====== Dataset excerpts

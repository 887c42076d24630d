//! # Chorus Framework
//!
//! Scope resolution and message dispatch for the Chorus bot core.
//!
//! This layer provides:
//! - The scope model: [`Selector`]s arranged in a [`ScopeTree`], with
//!   listener installations at every node
//! - Context resolution: [`ContextResolver`] turns a message's
//!   [`ScopeContext`] into the active listeners and aliases
//! - Alias matching with per-network [`CommandPolicy`]s
//! - The [`Dispatcher`], which runs listeners on isolated tasks
//! - The [`Listener`] plugin contract, [`PluginRegistry`] and
//!   [`PluginManager`] for their lifecycle
//! - [`ReconciliationJob`]s that publish exposed aliases to external command
//!   registries
//!
//! ```text
//! ScopeConfig ──load──► ScopeTree ──► ContextResolver ──► Dispatcher ──► Listener
//!                                            │
//!                                            └──► ReconciliationJob ──► CommandRegistry
//! ```

pub mod admin;
pub mod builtin;
pub mod dispatcher;
pub mod error;
pub mod exception;
pub mod invocation;
pub mod manager;
pub mod matcher;
pub mod plugin;
pub mod reconcile;
pub mod resolver;
pub mod scope;

pub use admin::{AdminList, AdminPolicy, NoAdmins};
pub use builtin::HelpListener;
pub use dispatcher::{DispatchOutcome, Dispatcher, DispatcherBuilder, DispatcherConfig, Inbound};
pub use error::{
    ConfigError, ConfigResult, InitError, ListenerError, ListenerResult, ListenerResultExt,
    ResolutionError, ShutdownError,
};
pub use exception::{DEFAULT_FAILURE_NOTICE, ExceptionHandler};
pub use invocation::{Invocation, ListenerMessage, ReplyOnce};
pub use manager::{InitReport, PluginManager};
pub use matcher::{CommandMatch, CommandPolicy, match_command};
pub use plugin::{
    Listener, ListenerInstance, ListenerState, LoadContext, PluginFactory, PluginRegistry,
};
pub use reconcile::{ReconcileReport, ReconciliationJob, SyncHandle};
pub use resolver::{ContextResolver, ListenerRef, ResolvedAlias, ResolvedContext, resolve};
pub use scope::{
    Alias, AliasConfig, AliasSet, CasePolicy, ListenerConfig, ListenerSpec, ScopeConfig,
    ScopeContext, ScopeNode, ScopeTree, Selector,
};

/// Everything a plugin implementation usually needs.
pub mod prelude {
    pub use super::error::{ListenerError, ListenerResult, ListenerResultExt};
    pub use super::invocation::{Invocation, ListenerMessage};
    pub use super::plugin::{Listener, LoadContext};
    pub use super::resolver::ListenerRef;
    pub use super::scope::{AliasSet, ScopeContext};
    pub use async_trait::async_trait;
}
//! Main runtime orchestration.
//!
//! [`ChorusRuntime`] wires the configured scope tree, the registered backends
//! and the shared resources together:
//!
//! ```text
//! Backend ─▶ BackendSink ─▶ bounded queue ─▶ workers ─┬─▶ Dispatcher ─▶ listener tasks
//!                                                     └─▶ ReconciliationJob (target joined / left)
//! SharedTimer ─▶ ReconciliationJob::run_once (every `reconcile_interval`)
//! ```
//!
//! Shutdown runs in a fixed order: backends stop delivering, the queue is
//! closed and drained by the workers, running listeners are cancelled and
//! given `shutdown_grace` to finish, reconciliation stops, listeners are
//! stopped in reverse declaration order and the shared resources are
//! released last.
//!
//! ```rust,ignore
//! use chorus_runtime::ChorusRuntime;
//!
//! let runtime = ChorusRuntime::builder()
//!     .config_file("chorus.toml")
//!     .registry(plugins)
//!     .build()?;
//! runtime.register_backend(irc_backend)?;
//! runtime.run().await?;
//! ```

use std::collections::HashMap;
use std::fmt;
use std::future::Future;
use std::path::Path;
use std::sync::Arc;
use std::time::Duration;

use tokio::signal;
use tokio::sync::{Mutex, mpsc};
use tokio::task::JoinSet;
use tokio_util::sync::CancellationToken;
use tracing::{debug, error, info, trace, warn};

use chorus_core::{BackendEvent, BackendSink, BoxedBackend, Envelope};
use chorus_framework::{
    AdminList, ContextResolver, Dispatcher, InitReport, PluginManager, PluginRegistry,
    ReconciliationJob, ScopeConfig, ScopeTree, SyncHandle,
};
use chorus_resources::{SharedResources, TimerHandle};

use crate::config::{ChorusConfig, ConfigLoader, validate_config};
use crate::error::{RuntimeError, RuntimeResult};
use crate::logging;

type Jobs = Arc<HashMap<String, Arc<ReconciliationJob>>>;

/// Everything that exists only while the runtime is started.
struct Running {
    resources: Arc<SharedResources>,
    resolver: ContextResolver,
    sync: SyncHandle,
    manager: PluginManager,
    dispatcher: Dispatcher,
    jobs: Jobs,
    timers: Vec<TimerHandle>,
    backends: Vec<BoxedBackend>,
    tx: mpsc::Sender<Envelope>,
    workers: JoinSet<()>,
    stop_workers: CancellationToken,
}

/// The Chorus runtime.
pub struct ChorusRuntime {
    config: ChorusConfig,
    registry: PluginRegistry,
    backends: parking_lot::RwLock<Vec<BoxedBackend>>,
    state: Mutex<Option<Running>>,
}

============

• **Task description**: Word for word, give back all the lines above.

• **Solution for this problem**:
repository 887c42076d24630d
//! # Chorus Framework
//!
//! Scope resolution and message dispatch for the Chorus bot core.
//!
//! This layer provides:
//! - The scope model: [`Selector`]s arranged in a [`ScopeTree`], with
//!   listener installations at every node
//! - Context resolution: [`ContextResolver`] turns a message's
//!   [`ScopeContext`] into the active listeners and aliases
//! - Alias matching with per-network [`CommandPolicy`]s
//! - The [`Dispatcher`], which runs listeners on isolated tasks
//! - The [`Listener`] plugin contract, [`PluginRegistry`] and
//!   [`PluginManager`] for their lifecycle
//! - [`ReconciliationJob`]s that publish exposed aliases to external command
//!   registries
//!
//! ```text
//! ScopeConfig ──load──► ScopeTree ──► ContextResolver ──► Dispatcher ──► Listener
//!                                            │
//!                                            └──► ReconciliationJob ──► CommandRegistry
//! ```

pub mod admin;
pub mod builtin;
pub mod dispatcher;
pub mod error;
pub mod exception;
pub mod invocation;
pub mod manager;
pub mod matcher;
pub mod plugin;
pub mod reconcile;
pub mod resolver;
pub mod scope;

pub use admin::{AdminList, AdminPolicy, NoAdmins};
pub use builtin::HelpListener;
pub use dispatcher::{DispatchOutcome, Dispatcher, DispatcherBuilder, DispatcherConfig, Inbound};
pub use error::{
    ConfigError, ConfigResult, InitError, ListenerError, ListenerResult, ListenerResultExt,
    ResolutionError, ShutdownError,
};
pub use exception::{DEFAULT_FAILURE_NOTICE, ExceptionHandler};
pub use invocation::{Invocation, ListenerMessage, ReplyOnce};
pub use manager::{InitReport, PluginManager};
pub use matcher::{CommandMatch, CommandPolicy, match_command};
pub use plugin::{
    Listener, ListenerInstance, ListenerState, LoadContext, PluginFactory, PluginRegistry,
};
pub use reconcile::{ReconcileReport, ReconciliationJob, SyncHandle};
pub use resolver::{ContextResolver, ListenerRef, ResolvedAlias, ResolvedContext, resolve};
pub use scope::{
    Alias, AliasConfig, AliasSet, CasePolicy, ListenerConfig, ListenerSpec, ScopeConfig,
    ScopeContext, ScopeNode, ScopeTree, Selector,
};

/// Everything a plugin implementation usually needs.
pub mod prelude {
    pub use super::error::{ListenerError, ListenerResult, ListenerResultExt};
    pub use super::invocation::{Invocation, ListenerMessage};
    pub use super::plugin::{Listener, LoadContext};
    pub use super::resolver::ListenerRef;
    pub use super::scope::{AliasSet, ScopeContext};
    pub use async_trait::async_trait;
}
//! Main runtime orchestration.
//!
//! [`ChorusRuntime`] wires the configured scope tree, the registered backends
//! and the shared resources together:
//!
//! ```text
//! Backend ─▶ BackendSink ─▶ bounded queue ─▶ workers ─┬─▶ Dispatcher ─▶ listener tasks
//!                                                     └─▶ ReconciliationJob (target joined / left)
//! SharedTimer ─▶ ReconciliationJob::run_once (every `reconcile_interval`)
//! ```
//!
//! Shutdown runs in a fixed order: backends stop delivering, the queue is
//! closed and drained by the workers, running listeners are cancelled and
//! given `shutdown_grace` to finish, reconciliation stops, listeners are
//! stopped in reverse declaration order and the shared resources are
//! released last.
//!
//! ```rust,ignore
//! use chorus_runtime::ChorusRuntime;
//!
//! let runtime = ChorusRuntime::builder()
//!     .config_file("chorus.toml")
//!     .registry(plugins)
//!     .build()?;
//! runtime.register_backend(irc_backend)?;
//! runtime.run().await?;
//! ```

use std::collections::HashMap;
use std::fmt;
use std::future::Future;
use std::path::Path;
use std::sync::Arc;
use std::time::Duration;

use tokio::signal;
use tokio::sync::{Mutex, mpsc};
use tokio::task::JoinSet;
use tokio_util::sync::CancellationToken;
use tracing::{debug, error, info, trace, warn};

use chorus_core::{BackendEvent, BackendSink, BoxedBackend, Envelope};
use chorus_framework::{
    AdminList, ContextResolver, Dispatcher, InitReport, PluginManager, PluginRegistry,
    ReconciliationJob, ScopeConfig, ScopeTree, SyncHandle,
};
use chorus_resources::{SharedResources, TimerHandle};

use crate::config::{ChorusConfig, ConfigLoader, validate_config};
use crate::error::{RuntimeError, RuntimeResult};
use crate::logging;

type Jobs = Arc<HashMap<String, Arc<ReconciliationJob>>>;

/// Everything that exists only while the runtime is started.
struct Running {
    resources: Arc<SharedResources>,
    resolver: ContextResolver,
    sync: SyncHandle,
    manager: PluginManager,
    dispatcher: Dispatcher,
    jobs: Jobs,
    timers: Vec<TimerHandle>,
    backends: Vec<BoxedBackend>,
    tx: mpsc::Sender<Envelope>,
    workers: JoinSet<()>,
    stop_workers: CancellationToken,
}

/// The Chorus runtime.
pub struct ChorusRuntime {
    config: ChorusConfig,
    registry: PluginRegistry,
    backends: parking_lot::RwLock<Vec<BoxedBackend>>,
    state: Mutex<Option<Running>>,
}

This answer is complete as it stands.